## EXERCISE BRIEF:
For the data below, restate word for word only the lines from the line containing "Drivers enumerated by" through the line containing "pub type DriverDescriptionFn", both ends included.

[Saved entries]
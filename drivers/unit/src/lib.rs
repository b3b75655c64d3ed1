//! Driver plugin fixture for the registry test suite.
//!
//! The test process steers the fixture through environment variables:
//!
//! - `MODELBOX_UNIT_DRIVER_STATE`: file that `DriverInit`/`DriverFini` append
//!   an `init`/`fini` line to, so tests can observe lifecycle transitions
//!   even after the library is unloaded.
//! - `MODELBOX_UNIT_DRIVER_VERSION`: descriptor version, default `1.0.0`.
//! - `MODELBOX_UNIT_DRIVER_NODELETE`: `1` requests the no-delete load option.
//! - `MODELBOX_UNIT_DRIVER_FAIL_INIT`: `1` makes `DriverInit` fail.

use modelbox_core::{DriverDesc, DriverError, DriverFactory, DriverResult};
use std::any::Any;
use std::fs::OpenOptions;
use std::io::Write;

fn record(event: &str) {
    let Ok(path) = std::env::var("MODELBOX_UNIT_DRIVER_STATE") else {
        return;
    };
    if let Ok(mut file) = OpenOptions::new().create(true).append(true).open(path) {
        let _ = writeln!(file, "{event}");
    }
}

struct UnitDriverFactory;

impl DriverFactory for UnitDriverFactory {
    fn as_any(&self) -> &dyn Any {
        self
    }
}

#[no_mangle]
#[allow(improper_ctypes_definitions)]
pub extern "C" fn DriverDescription(desc: *mut DriverDesc) {
    let desc = unsafe { &mut *desc };
    desc.set_class("unit");
    desc.set_type("cpu");
    desc.set_name("unit-driver");
    desc.set_description("driver fixture for registry tests");

    let version =
        std::env::var("MODELBOX_UNIT_DRIVER_VERSION").unwrap_or_else(|_| "1.0.0".to_string());
    let _ = desc.set_version(&version);

    if std::env::var("MODELBOX_UNIT_DRIVER_NODELETE").as_deref() == Ok("1") {
        desc.set_no_delete(true);
    }
}

#[no_mangle]
#[allow(improper_ctypes_definitions)]
pub extern "C" fn DriverInit() -> DriverResult<()> {
    record("init");
    if std::env::var("MODELBOX_UNIT_DRIVER_FAIL_INIT").as_deref() == Ok("1") {
        return Err(DriverError::Fault(
            "unit driver init forced failure".to_string(),
        ));
    }
    Ok(())
}

#[no_mangle]
pub extern "C" fn DriverFini() {
    record("fini");
}

#[no_mangle]
#[allow(improper_ctypes_definitions)]
pub extern "C" fn CreateDriverFactory() -> Box<dyn DriverFactory> {
    Box::new(UnitDriverFactory)
}
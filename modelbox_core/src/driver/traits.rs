//! Plugin ABI and the factory traits a driver shared object exposes.
//!
//! Every driver plugin exports, with C linkage:
//!
//! ```rust,ignore
//! #[no_mangle]
//! pub extern "C" fn DriverDescription(desc: *mut DriverDesc) {
//!     let desc = unsafe { &mut *desc };
//!     desc.set_class("cpu");
//!     desc.set_type("x");
//!     desc.set_name("alpha");
//!     let _ = desc.set_version("1.0.0");
//! }
//!
//! #[no_mangle]
//! pub extern "C" fn CreateDriverFactory() -> Box<dyn DriverFactory> {
//!     Box::new(AlphaFactory)
//! }
//! ```
//!
//! `DriverInit` and `DriverFini` are optional; when present, init runs once
//! per process per library and fini once when the last user departs (unless
//! the descriptor requested no-delete).
//!
//! Plugins must be built with the same toolchain as the host; Rust types
//! cross this boundary the same way the runtime's other plugin seams do.

use crate::driver::descriptor::DriverDesc;
use crate::driver::loader::Driver;
use crate::driver::registry::Drivers;
use crate::error::DriverResult;
use std::any::Any;
use std::path::PathBuf;
use std::sync::Arc;

/// Object exported by a plugin that constructs the driver's runtime
/// components.
///
/// The registry treats the factory as opaque apart from two capabilities:
/// downcasting to the concrete type, and the optional virtual-driver-manager
/// surface of `VIRTUAL`-class drivers.
pub trait DriverFactory: Send + Sync {
    /// Downcast surface for the concrete factory type.
    fn as_any(&self) -> &dyn Any;

    /// Present only on factories of driver-class `VIRTUAL`.
    fn as_virtual_driver_manager(&self) -> Option<&dyn VirtualDriverManager> {
        None
    }
}

/// Capability set of a `VIRTUAL`-class driver's factory.
///
/// Once loaded, a virtual driver enumerates further driver records that the
/// registry absorbs. The manager must outlive the drivers it produced; the
/// registry keeps it alive on a separate list for that reason.
pub trait VirtualDriverManager: Send + Sync {
    /// Prepare the manager against the registry it will extend.
    fn init(&self, drivers: &Drivers) -> DriverResult<()>;

    /// Enumerate drivers below the configured search directories.
    fn scan(&self, dirs: &[PathBuf]) -> DriverResult<()>;

    /// Drivers enumerated by the last `scan`, marked virtual.
    fn drivers(&self) -> Vec<Arc<Driver>>;
}

/// `DriverDescription` populates a descriptor with the plugin's identity.
#[allow(improper_ctypes_definitions)]
pub type DriverDescriptionFn = unsafe extern "C" fn(*mut DriverDesc);

/// `CreateDriverFactory` returns an owning handle to the plugin's factory.
#[allow(improper_ctypes_definitions)]
pub type CreateDriverFactoryFn = unsafe extern "C" fn() -> Box<dyn DriverFactory>;

/// `DriverInit` runs once per process per library, before the first factory.
#[allow(improper_ctypes_definitions)]
pub type DriverInitFn = unsafe extern "C" fn() -> DriverResult<()>;

/// `DriverFini` runs once after the last user departs.
pub type DriverFiniFn = unsafe extern "C" fn();

pub const DRIVER_DESCRIPTION_SYMBOL: &str = "DriverDescription";
pub const CREATE_DRIVER_FACTORY_SYMBOL: &str = "CreateDriverFactory";
pub const DRIVER_INIT_SYMBOL: &str = "DriverInit";
pub const DRIVER_FINI_SYMBOL: &str = "DriverFini";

## SOLUTION TO THE PROBLEM:
    /// Drivers enumerated by the last `scan`, marked virtual.
    fn drivers(&self) -> Vec<Arc<Driver>>;
}

/// `DriverDescription` populates a descriptor with the plugin's identity.
#[allow(improper_ctypes_definitions)]
pub type DriverDescriptionFn = unsafe extern "C" fn(*mut DriverDesc);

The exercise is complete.